# Required action:
All of the data needs to be repeated exactly.

(Stored data)
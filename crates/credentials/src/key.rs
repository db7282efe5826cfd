//! Master key generation and normalisation.
//!
//! A master key is 16 random bytes, stored and exchanged as 32 lowercase hex
//! characters (the content of `config/master.key` or `RAILS_MASTER_KEY`).

use std::fmt;

use zeroize::Zeroize;

use crate::random::{OsRandom, RandomSource};
use crate::Error;

/// Byte length of an AES-128 key (16 bytes = 128 bits).
pub const KEY_LEN: usize = 16;

/// A hex-encoded master key.
///
/// Construction never validates; [`MasterKey::to_bytes`] does, so that reading
/// key material stays a pure string operation.
#[derive(Clone, PartialEq, Eq)]
pub struct MasterKey(String);

impl MasterKey {
    /// Strip trailing carriage returns and line feeds from externally supplied
    /// key material. No other whitespace is touched.
    pub fn normalize(raw: &str) -> Self {
        Self(raw.trim_end_matches(['\r', '\n']).to_owned())
    }

    /// The hex string, as written to `master.key`.
    pub fn as_hex(&self) -> &str {
        &self.0
    }

    /// Decode the key into raw AES key bytes.
    ///
    /// # Errors
    ///
    /// Returns [`Error::InvalidKeyEncoding`] if the string is not hex, or
    /// [`Error::InvalidKeyLength`] if it does not decode to [`KEY_LEN`] bytes.
    pub fn to_bytes(&self) -> Result<[u8; KEY_LEN], Error> {
        let mut decoded = hex::decode(&self.0).map_err(|_| Error::InvalidKeyEncoding)?;
        let result = <[u8; KEY_LEN]>::try_from(decoded.as_slice())
            .map_err(|_| Error::InvalidKeyLength(decoded.len()));
        decoded.zeroize();
        result
    }
}

impl fmt::Debug for MasterKey {
    fn fmt(&self, f: &mut fmt::Formatter<'_>) -> fmt::Result {
        // Never print key material, not even in debug builds.
        f.write_str("MasterKey([REDACTED])")
    }
}

impl Drop for MasterKey {
    fn drop(&mut self) {
        self.0.zeroize();
    }
}

/// Free-function form of [`MasterKey::normalize`].
pub fn normalize_master_key(raw: &str) -> MasterKey {
    MasterKey::normalize(raw)
}

/// Generate a new random master key from the OS CSPRNG.
///
/// # Errors
///
/// Returns [`Error::RandomnessUnavailable`] if the OS cannot supply entropy.
pub fn generate_master_key() -> Result<MasterKey, Error> {
    generate_master_key_with(&OsRandom)
}

/// Generate a new master key from the given random source.
pub fn generate_master_key_with(rng: &dyn RandomSource) -> Result<MasterKey, Error> {
    let mut key = [0u8; KEY_LEN];
    rng.fill(&mut key)?;
    let hex = hex::encode(key);
    key.zeroize();
    Ok(MasterKey(hex))
}

#[cfg(test)]
mod tests {
    use super::*;
    use crate::random::MockRandomSource;

    #[test]
    fn generated_key_is_32_lowercase_hex_chars() {
        let key = generate_master_key().unwrap();
        assert_eq!(key.as_hex().len(), 2 * KEY_LEN);
        assert!(key
            .as_hex()
            .chars()
            .all(|c| c.is_ascii_digit() || ('a'..='f').contains(&c)));
        assert_eq!(key.to_bytes().unwrap().len(), KEY_LEN);
    }

    #[test]
    fn successive_keys_differ() {
        let a = generate_master_key().unwrap();
        let b = generate_master_key().unwrap();
        assert_ne!(a, b);
    }

    #[test]
    fn generation_uses_injected_source() {
        let mut rng = MockRandomSource::new();
        rng.expect_fill().times(1).returning(|buf| {
            buf.fill(0xab);
            Ok(())
        });
        let key = generate_master_key_with(&rng).unwrap();
        assert_eq!(key.as_hex(), "abababababababababababababababab");
    }

    #[test]
    fn generation_fails_when_source_is_unavailable() {
        let mut rng = MockRandomSource::new();
        rng.expect_fill()
            .returning(|_| Err(Error::RandomnessUnavailable("no entropy".into())));
        assert!(matches!(
            generate_master_key_with(&rng),
            Err(Error::RandomnessUnavailable(_))
        ));
    }

    #[test]
    fn normalize_strips_trailing_line_endings_only() {
        let key = MasterKey::normalize("a2683380db86af7597f33561b5f11755\r\n\n");
        assert_eq!(key.as_hex(), "a2683380db86af7597f33561b5f11755");

        let spaced = normalize_master_key(" a2683380db86af7597f33561b5f11755 \n");
        assert_eq!(spaced.as_hex(), " a2683380db86af7597f33561b5f11755 ");
    }

    #[test]
    fn normalize_never_fails_on_garbage() {
        let key = MasterKey::normalize("not a key\n");
        assert_eq!(key.as_hex(), "not a key");
        assert_eq!(key.to_bytes(), Err(Error::InvalidKeyEncoding));
    }

    #[test]
    fn to_bytes_rejects_wrong_length() {
        let short = MasterKey::normalize("a2683380db86af75");
        assert_eq!(short.to_bytes(), Err(Error::InvalidKeyLength(8)));

        let long = MasterKey::normalize(&"ab".repeat(32));
        assert_eq!(long.to_bytes(), Err(Error::InvalidKeyLength(32)));
    }

    #[test]
    fn debug_is_redacted() {
        let key = MasterKey::normalize("a2683380db86af7597f33561b5f11755");
        let dbg = format!("{key:?}");
        assert!(dbg.contains("REDACTED"));
        assert!(!dbg.contains("a268"));
    }
}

# Your solution:
filename crates/credentials/src/key.rs
repository db7282efe5826cfd
//! Master key generation and normalisation.
//!
//! A master key is 16 random bytes, stored and exchanged as 32 lowercase hex
//! characters (the content of `config/master.key` or `RAILS_MASTER_KEY`).

use std::fmt;

use zeroize::Zeroize;

use crate::random::{OsRandom, RandomSource};
use crate::Error;

/// Byte length of an AES-128 key (16 bytes = 128 bits).
pub const KEY_LEN: usize = 16;

/// A hex-encoded master key.
///
/// Construction never validates; [`MasterKey::to_bytes`] does, so that reading
/// key material stays a pure string operation.
#[derive(Clone, PartialEq, Eq)]
pub struct MasterKey(String);

impl MasterKey {
    /// Strip trailing carriage returns and line feeds from externally supplied
    /// key material. No other whitespace is touched.
    pub fn normalize(raw: &str) -> Self {
        Self(raw.trim_end_matches(['\r', '\n']).to_owned())
    }

    /// The hex string, as written to `master.key`.
    pub fn as_hex(&self) -> &str {
        &self.0
    }

    /// Decode the key into raw AES key bytes.
    ///
    /// # Errors
    ///
    /// Returns [`Error::InvalidKeyEncoding`] if the string is not hex, or
    /// [`Error::InvalidKeyLength`] if it does not decode to [`KEY_LEN`] bytes.
    pub fn to_bytes(&self) -> Result<[u8; KEY_LEN], Error> {
        let mut decoded = hex::decode(&self.0).map_err(|_| Error::InvalidKeyEncoding)?;
        let result = <[u8; KEY_LEN]>::try_from(decoded.as_slice())
            .map_err(|_| Error::InvalidKeyLength(decoded.len()));
        decoded.zeroize();
        result
    }
}

impl fmt::Debug for MasterKey {
    fn fmt(&self, f: &mut fmt::Formatter<'_>) -> fmt::Result {
        // Never print key material, not even in debug builds.
        f.write_str("MasterKey([REDACTED])")
    }
}

impl Drop for MasterKey {
    fn drop(&mut self) {
        self.0.zeroize();
    }
}

/// Free-function form of [`MasterKey::normalize`].
pub fn normalize_master_key(raw: &str) -> MasterKey {
    MasterKey::normalize(raw)
}

/// Generate a new random master key from the OS CSPRNG.
///
/// # Errors
///
/// Returns [`Error::RandomnessUnavailable`] if the OS cannot supply entropy.
pub fn generate_master_key() -> Result<MasterKey, Error> {
    generate_master_key_with(&OsRandom)
}

/// Generate a new master key from the given random source.
pub fn generate_master_key_with(rng: &dyn RandomSource) -> Result<MasterKey, Error> {
    let mut key = [0u8; KEY_LEN];
    rng.fill(&mut key)?;
    let hex = hex::encode(key);
    key.zeroize();
    Ok(MasterKey(hex))
}

#[cfg(test)]
mod tests {
    use super::*;
    use crate::random::MockRandomSource;

    #[test]
    fn generated_key_is_32_lowercase_hex_chars() {
        let key = generate_master_key().unwrap();
        assert_eq!(key.as_hex().len(), 2 * KEY_LEN);
        assert!(key
            .as_hex()
            .chars()
            .all(|c| c.is_ascii_digit() || ('a'..='f').contains(&c)));
        assert_eq!(key.to_bytes().unwrap().len(), KEY_LEN);
    }

    #[test]
    fn successive_keys_differ() {
        let a = generate_master_key().unwrap();
        let b = generate_master_key().unwrap();
        assert_ne!(a, b);
    }

    #[test]
    fn generation_uses_injected_source() {
        let mut rng = MockRandomSource::new();
        rng.expect_fill().times(1).returning(|buf| {
            buf.fill(0xab);
            Ok(())
        });
        let key = generate_master_key_with(&rng).unwrap();
        assert_eq!(key.as_hex(), "abababababababababababababababab");
    }

    #[test]
    fn generation_fails_when_source_is_unavailable() {
        let mut rng = MockRandomSource::new();
        rng.expect_fill()
            .returning(|_| Err(Error::RandomnessUnavailable("no entropy".into())));
        assert!(matches!(
            generate_master_key_with(&rng),
            Err(Error::RandomnessUnavailable(_))
        ));
    }

    #[test]
    fn normalize_strips_trailing_line_endings_only() {
        let key = MasterKey::normalize("a2683380db86af7597f33561b5f11755\r\n\n");
        assert_eq!(key.as_hex(), "a2683380db86af7597f33561b5f11755");

        let spaced = normalize_master_key(" a2683380db86af7597f33561b5f11755 \n");
        assert_eq!(spaced.as_hex(), " a2683380db86af7597f33561b5f11755 ");
    }

    #[test]
    fn normalize_never_fails_on_garbage() {
        let key = MasterKey::normalize("not a key\n");
        assert_eq!(key.as_hex(), "not a key");
        assert_eq!(key.to_bytes(), Err(Error::InvalidKeyEncoding));
    }

    #[test]
    fn to_bytes_rejects_wrong_length() {
        let short = MasterKey::normalize("a2683380db86af75");
        assert_eq!(short.to_bytes(), Err(Error::InvalidKeyLength(8)));

        let long = MasterKey::normalize(&"ab".repeat(32));
        assert_eq!(long.to_bytes(), Err(Error::InvalidKeyLength(32)));
    }

    #[test]
    fn debug_is_redacted() {
        let key = MasterKey::normalize("a2683380db86af7597f33561b5f11755");
        let dbg = format!("{key:?}");
        assert!(dbg.contains("REDACTED"));
        assert!(!dbg.contains("a268"));
    }
}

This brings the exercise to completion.